→ **Records from a data collection**:
=== Begin Enclosure ===
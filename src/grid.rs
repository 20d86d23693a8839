//! Buses, transmission lines and N-1 contingency pairs.
use crate::id::define_id_type;

define_id_type! {BusID}
define_id_type! {LineID}

/// A network bus. Its index is its position in [`UCInput::buses`](crate::instance::UCInput).
#[derive(Debug, Clone, PartialEq)]
pub struct Bus {
    /// Unique identifier
    pub id: BusID,
}

/// A transmission line with all limits and penalties resolved
#[derive(Debug, Clone, PartialEq)]
pub struct Line {
    /// Unique identifier
    pub id: LineID,
    /// Index of the source bus
    pub from_bus: usize,
    /// Index of the target bus
    pub to_bus: usize,
    /// Series susceptance
    pub susceptance: f64,
    /// Flow limit in the base case (MW)
    pub normal_limit: f64,
    /// Flow limit after a contingency (MW)
    pub emergency_limit: f64,
    /// Penalty for exceeding either limit ($/MW)
    pub flow_penalty: f64,
}

/// A single N-1 scenario to enforce: the flow on `monitored` after `outaged` trips
#[derive(Debug, Clone, Copy, PartialEq, Eq, Hash)]
pub struct ContingencyPair {
    /// Index of the outaged line
    pub outaged: usize,
    /// Index of the monitored line
    pub monitored: usize,
}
=== End Enclosure ===
→ **WHAT TO DO**: Your task is to copy exactly, and only, the lines from the line with "the outaged line" through the last line of the entries, both included.

→ **WRITTEN RESPONSE**:
    /// Index of the outaged line
    pub outaged: usize,
    /// Index of the monitored line
    pub monitored: usize,
}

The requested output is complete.